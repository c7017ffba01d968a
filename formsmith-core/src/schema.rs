//! Canonical serialized representation for form documents.
//!
//! This is the import/export JSON shape: `camelCase` keys, a flat
//! `type` string per field, and `options`/`validation` present only
//! when set.
//! Conversions are lossless in both directions; import validates the
//! whole document before anything replaces the editor state.

use serde::{Deserialize, Serialize};

use crate::{
    FieldId, FieldKind, FieldOption, FieldType, FieldValidation, FormError, FormField, FormResult,
    FormStep, FormTemplate, StepId,
};

/// Document-friendly field description.
#[derive(Debug, Clone, Serialize, Deserialize)]
#[serde(rename_all = "camelCase")]
pub struct FieldDocument {
    /// Field identifier.
    pub id: String,
    /// Field type name (`text`, `select`, ...).
    #[serde(rename = "type")]
    pub field_type: String,
    /// Label shown above the control.
    #[serde(default)]
    pub label: String,
    /// Form-data key.
    #[serde(default)]
    pub name: String,
    /// Placeholder text.
    #[serde(default, skip_serializing_if = "Option::is_none")]
    pub placeholder: Option<String>,
    /// Help text.
    #[serde(default, skip_serializing_if = "Option::is_none")]
    pub help_text: Option<String>,
    /// Options for choice fields.
    #[serde(default, skip_serializing_if = "Option::is_none")]
    pub options: Option<Vec<FieldOption>>,
    /// Validation rules.
    #[serde(default, skip_serializing_if = "Option::is_none")]
    pub validation: Option<FieldValidation>,
}

impl From<&FormField> for FieldDocument {
    fn from(field: &FormField) -> Self {
        Self {
            id: field.id.to_string(),
            field_type: field.kind.field_type().to_string(),
            label: field.label.clone(),
            name: field.name.clone(),
            placeholder: field.placeholder.clone(),
            help_text: field.help_text.clone(),
            options: field.kind.options().map(<[FieldOption]>::to_vec),
            validation: field.validation.clone(),
        }
    }
}

impl FieldDocument {
    /// Convert the document into a runtime field.
    ///
    /// # Errors
    ///
    /// Returns [`FormError::UnknownFieldType`] when `type` is not one of
    /// the supported field types.
    pub fn into_field(self) -> FormResult<FormField> {
        let field_type: FieldType = self.field_type.parse()?;
        Ok(FormField {
            id: FieldId::from_string(self.id),
            kind: FieldKind::from_parts(field_type, self.options),
            label: self.label,
            name: self.name,
            placeholder: self.placeholder,
            help_text: self.help_text,
            validation: self.validation,
        })
    }
}

/// Document-friendly step description.
#[derive(Debug, Clone, Serialize, Deserialize)]
#[serde(rename_all = "camelCase")]
pub struct StepDocument {
    /// Step identifier.
    pub id: String,
    /// Step title.
    #[serde(default)]
    pub title: String,
    /// Fields in display order.
    #[serde(default)]
    pub fields: Vec<FieldDocument>,
}

impl From<&FormStep> for StepDocument {
    fn from(step: &FormStep) -> Self {
        Self {
            id: step.id.to_string(),
            title: step.title.clone(),
            fields: step.fields.iter().map(FieldDocument::from).collect(),
        }
    }
}

impl StepDocument {
    /// Convert the document into a runtime step.
    ///
    /// # Errors
    ///
    /// Returns [`FormError::UnknownFieldType`] when any field carries an
    /// unsupported type.
    pub fn into_step(self) -> FormResult<FormStep> {
        let fields = self
            .fields
            .into_iter()
            .map(FieldDocument::into_field)
            .collect::<FormResult<Vec<_>>>()?;
        Ok(FormStep {
            id: StepId::from_string(self.id),
            title: self.title,
            fields,
        })
    }
}

/// Canonical form template document.
#[derive(Debug, Clone, Serialize, Deserialize)]
#[serde(rename_all = "camelCase")]
pub struct TemplateDocument {
    /// Template identifier.
    pub id: String,
    /// Form name.
    pub name: String,
    /// Optional description.
    #[serde(default, skip_serializing_if = "Option::is_none")]
    pub description: Option<String>,
    /// Steps in display order.
    pub steps: Vec<StepDocument>,
}

impl From<&FormTemplate> for TemplateDocument {
    fn from(template: &FormTemplate) -> Self {
        Self {
            id: template.id.clone(),
            name: template.name.clone(),
            description: template.description.clone(),
            steps: template.steps.iter().map(StepDocument::from).collect(),
        }
    }
}

impl TemplateDocument {
    /// Convert the document into a runtime template.
    ///
    /// # Errors
    ///
    /// Returns [`FormError::EmptyTemplate`] when the document has no
    /// steps (loading it would break the one-step invariant) and
    /// [`FormError::UnknownFieldType`] when any field carries an
    /// unsupported type.
    pub fn into_template(self) -> FormResult<FormTemplate> {
        if self.steps.is_empty() {
            return Err(FormError::EmptyTemplate);
        }
        let steps = self
            .steps
            .into_iter()
            .map(StepDocument::into_step)
            .collect::<FormResult<Vec<_>>>()?;
        Ok(FormTemplate {
            id: self.id,
            name: self.name,
            description: self.description,
            steps,
        })
    }

    /// Serialize as the pretty-printed export document.
    ///
    /// # Errors
    ///
    /// Returns [`FormError::Serialization`] if serialization fails.
    pub fn to_json(&self) -> FormResult<String> {
        serde_json::to_string_pretty(self).map_err(FormError::Serialization)
    }

    /// Parse an imported JSON document.
    ///
    /// # Errors
    ///
    /// Returns [`FormError::Serialization`] for unparsable JSON or a
    /// document missing required keys.
    pub fn from_json(json: &str) -> FormResult<Self> {
        serde_json::from_str(json).map_err(FormError::Serialization)
    }
}

/// Export filename for a form: `{slugified-name}-{ISO-date}.json`.
#[must_use]
pub fn export_filename(form_name: &str) -> String {
    let date = chrono::Utc::now().format("%Y-%m-%d");
    format!("{}-{date}.json", slugify(form_name))
}

/// Lowercase a name and collapse whitespace runs into single dashes.
fn slugify(name: &str) -> String {
    name.split_whitespace()
        .collect::<Vec<_>>()
        .join("-")
        .to_lowercase()
}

**********

[EXERCISE OBJECTIVE]:
Please go through the data and copy each line containing the word "title".

[REPLY TO THE TASK]:
    /// Step title.
    pub title: String,
            title: step.title.clone(),
            title: self.title,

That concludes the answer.